Provided data:

---

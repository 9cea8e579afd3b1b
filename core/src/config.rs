//! Client configuration: token, API version, response format and the
//! list-encoding policy used by the request builder.
//!
//! # Design
//! `Configuration` is a plain value. The client owns one and mutates it only
//! through `configure`; everything else builds a fresh value with the
//! `with_*` methods. The format selector is normalized on the way in, so the
//! rest of the crate only ever sees the closed `ResponseFormat` set.

use std::env;
use std::fmt;

use serde::{Deserialize, Serialize};

/// Host prefix every request URL starts with.
pub const DEFAULT_HOST: &str = "https://api.tradedoubler.com/";

/// Public demo token. Replace it with the token from your own account.
pub const DEFAULT_TOKEN: &str = "6523B0E2C339018570FF54856DF193523332D60F";

pub const DEFAULT_API_VERSION: &str = "1.0";

/// Response format requested through the resource suffix.
#[derive(Debug, Clone, Copy, PartialEq, Eq, Default, Serialize, Deserialize)]
#[serde(rename_all = "lowercase")]
pub enum ResponseFormat {
    /// No suffix; the API answers with JSON.
    #[default]
    Default,
    Xml,
    Json,
}

impl ResponseFormat {
    /// Normalize a raw selector. Only `".xml"` and `".json"` are recognized;
    /// anything else means `Default`.
    pub fn from_selector(selector: &str) -> Self {
        match selector {
            ".xml" => ResponseFormat::Xml,
            ".json" => ResponseFormat::Json,
            _ => ResponseFormat::Default,
        }
    }

    pub fn suffix(self) -> &'static str {
        match self {
            ResponseFormat::Default => "",
            ResponseFormat::Xml => ".xml",
            ResponseFormat::Json => ".json",
        }
    }

    pub fn is_json(self) -> bool {
        !matches!(self, ResponseFormat::Xml)
    }
}

impl fmt::Display for ResponseFormat {
    fn fmt(&self, f: &mut fmt::Formatter<'_>) -> fmt::Result {
        match self {
            ResponseFormat::Default => write!(f, "default"),
            ResponseFormat::Xml => write!(f, "xml"),
            ResponseFormat::Json => write!(f, "json"),
        }
    }
}

/// How list-valued query keys are percent-encoded.
#[derive(Debug, Clone, Copy, PartialEq, Eq, Default, Serialize, Deserialize)]
#[serde(rename_all = "lowercase")]
pub enum ListEncoding {
    /// Elements encoded once and joined with an encoded comma (`%2C`).
    #[default]
    Single,
    /// Elements encoded, joined with a literal comma, and the joined string
    /// encoded again. Matches older clients that produce `%2520` for spaces.
    Double,
}

impl ListEncoding {
    fn parse(value: &str) -> Option<Self> {
        match value.trim().to_ascii_lowercase().as_str() {
            "single" => Some(ListEncoding::Single),
            "double" => Some(ListEncoding::Double),
            _ => None,
        }
    }
}

#[derive(Debug, Clone, PartialEq, Eq, Serialize, Deserialize)]
#[serde(default)]
pub struct Configuration {
    /// Scheme and host, always ending in `/`.
    pub host: String,
    pub token: String,
    pub api_version: String,
    pub response_format: ResponseFormat,
    pub list_encoding: ListEncoding,
}

impl Default for Configuration {
    fn default() -> Self {
        Self {
            host: DEFAULT_HOST.to_string(),
            token: DEFAULT_TOKEN.to_string(),
            api_version: DEFAULT_API_VERSION.to_string(),
            response_format: ResponseFormat::Default,
            list_encoding: ListEncoding::Single,
        }
    }
}

impl Configuration {
    /// Replace token and version, and set the format from a raw selector.
    ///
    /// Nothing is validated; any token or version string is accepted.
    pub fn configure(
        &mut self,
        token: impl Into<String>,
        version: impl Into<String>,
        format: &str,
    ) -> &mut Self {
        self.token = token.into();
        self.api_version = version.into();
        self.response_format = ResponseFormat::from_selector(format);
        self
    }

    /// Defaults overlaid with `TRADEDOUBLER_*` environment variables.
    ///
    /// - `TRADEDOUBLER_API_HOST`
    /// - `TRADEDOUBLER_TOKEN`
    /// - `TRADEDOUBLER_API_VERSION`
    /// - `TRADEDOUBLER_FORMAT` (`.xml`, `.json` or anything else for default)
    /// - `TRADEDOUBLER_LIST_ENCODING` (`single` or `double`)
    pub fn from_env() -> Self {
        Self::from_lookup(|name| env::var(name).ok())
    }

    fn from_lookup(lookup: impl Fn(&str) -> Option<String>) -> Self {
        let mut config = Self::default();
        if let Some(host) = lookup("TRADEDOUBLER_API_HOST") {
            config = config.with_host(host);
        }
        if let Some(token) = lookup("TRADEDOUBLER_TOKEN") {
            config.token = token;
        }
        if let Some(version) = lookup("TRADEDOUBLER_API_VERSION") {
            config.api_version = version;
        }
        if let Some(format) = lookup("TRADEDOUBLER_FORMAT") {
            config.response_format = ResponseFormat::from_selector(&format);
        }
        if let Some(encoding) = lookup("TRADEDOUBLER_LIST_ENCODING").as_deref().and_then(ListEncoding::parse) {
            config.list_encoding = encoding;
        }
        config
    }

    #[must_use]
    pub fn with_host(mut self, host: impl Into<String>) -> Self {
        let mut host = host.into();
        if !host.ends_with('/') {
            host.push('/');
        }
        self.host = host;
        self
    }

    #[must_use]
    pub fn with_token(mut self, token: impl Into<String>) -> Self {
        self.token = token.into();
        self
    }

    #[must_use]
    pub fn with_api_version(mut self, version: impl Into<String>) -> Self {
        self.api_version = version.into();
        self
    }

    #[must_use]
    pub fn with_response_format(mut self, format: ResponseFormat) -> Self {
        self.response_format = format;
        self
    }

    #[must_use]
    pub fn with_list_encoding(mut self, encoding: ListEncoding) -> Self {
        self.list_encoding = encoding;
        self
    }
}

#[cfg(test)]
mod tests {
    use super::*;
    use std::collections::HashMap;

    #[test]
    fn default_points_at_public_api() {
        let config = Configuration::default();
        assert_eq!(config.host, "https://api.tradedoubler.com/");
        assert_eq!(config.token, DEFAULT_TOKEN);
        assert_eq!(config.api_version, "1.0");
        assert_eq!(config.response_format, ResponseFormat::Default);
        assert_eq!(config.list_encoding, ListEncoding::Single);
    }

    #[test]
    fn configure_accepts_known_formats() {
        let mut config = Configuration::default();
        config.configure("abc", "2.0", ".xml");
        assert_eq!(config.token, "abc");
        assert_eq!(config.api_version, "2.0");
        assert_eq!(config.response_format, ResponseFormat::Xml);

        config.configure("abc", "2.0", ".json");
        assert_eq!(config.response_format, ResponseFormat::Json);
    }

    #[test]
    fn configure_normalizes_unknown_format_to_default() {
        let mut config = Configuration::default().with_response_format(ResponseFormat::Json);
        for selector in ["", "xml", ".XML", ".csv", "json "] {
            config.configure("t", "1.0", selector);
            assert_eq!(config.response_format, ResponseFormat::Default, "{selector:?}");
        }
    }

    #[test]
    fn configure_chains() {
        let mut config = Configuration::default();
        config.configure("a", "1.0", "").configure("b", "1.1", ".json");
        assert_eq!(config.token, "b");
        assert_eq!(config.api_version, "1.1");
    }

    #[test]
    fn with_host_appends_trailing_slash() {
        let config = Configuration::default().with_host("http://localhost:3000");
        assert_eq!(config.host, "http://localhost:3000/");
        let config = Configuration::default().with_host("http://localhost:3000/");
        assert_eq!(config.host, "http://localhost:3000/");
    }

    #[test]
    fn lookup_overlays_defaults() {
        let vars: HashMap<&str, &str> = HashMap::from([
            ("TRADEDOUBLER_API_HOST", "http://127.0.0.1:9000"),
            ("TRADEDOUBLER_TOKEN", "secret"),
            ("TRADEDOUBLER_FORMAT", ".xml"),
            ("TRADEDOUBLER_LIST_ENCODING", "Double"),
        ]);
        let config = Configuration::from_lookup(|name| vars.get(name).map(|v| v.to_string()));
        assert_eq!(config.host, "http://127.0.0.1:9000/");
        assert_eq!(config.token, "secret");
        assert_eq!(config.api_version, DEFAULT_API_VERSION);
        assert_eq!(config.response_format, ResponseFormat::Xml);
        assert_eq!(config.list_encoding, ListEncoding::Double);
    }

    #[test]
    fn lookup_ignores_unknown_list_encoding() {
        let config = Configuration::from_lookup(|name| {
            (name == "TRADEDOUBLER_LIST_ENCODING").then(|| "triple".to_string())
        });
        assert_eq!(config.list_encoding, ListEncoding::Single);
    }

    #[test]
    fn deserializes_with_missing_fields() {
        let config: Configuration =
            serde_json::from_str(r#"{"token":"T","response_format":"json"}"#).unwrap();
        assert_eq!(config.token, "T");
        assert_eq!(config.response_format, ResponseFormat::Json);
        assert_eq!(config.host, DEFAULT_HOST);
    }
}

---

Your instructions: What are the lines, exactly as written above, from the line with "use std::env;" to the line with "pub fn is_json(self)", both included? Output only those.

Result of the exercise:
use std::env;
use std::fmt;

use serde::{Deserialize, Serialize};

/// Host prefix every request URL starts with.
pub const DEFAULT_HOST: &str = "https://api.tradedoubler.com/";

/// Public demo token. Replace it with the token from your own account.
pub const DEFAULT_TOKEN: &str = "6523B0E2C339018570FF54856DF193523332D60F";

pub const DEFAULT_API_VERSION: &str = "1.0";

/// Response format requested through the resource suffix.
#[derive(Debug, Clone, Copy, PartialEq, Eq, Default, Serialize, Deserialize)]
#[serde(rename_all = "lowercase")]
pub enum ResponseFormat {
    /// No suffix; the API answers with JSON.
    #[default]
    Default,
    Xml,
    Json,
}

impl ResponseFormat {
    /// Normalize a raw selector. Only `".xml"` and `".json"` are recognized;
    /// anything else means `Default`.
    pub fn from_selector(selector: &str) -> Self {
        match selector {
            ".xml" => ResponseFormat::Xml,
            ".json" => ResponseFormat::Json,
            _ => ResponseFormat::Default,
        }
    }

    pub fn suffix(self) -> &'static str {
        match self {
            ResponseFormat::Default => "",
            ResponseFormat::Xml => ".xml",
            ResponseFormat::Json => ".json",
        }
    }

    pub fn is_json(self) -> bool {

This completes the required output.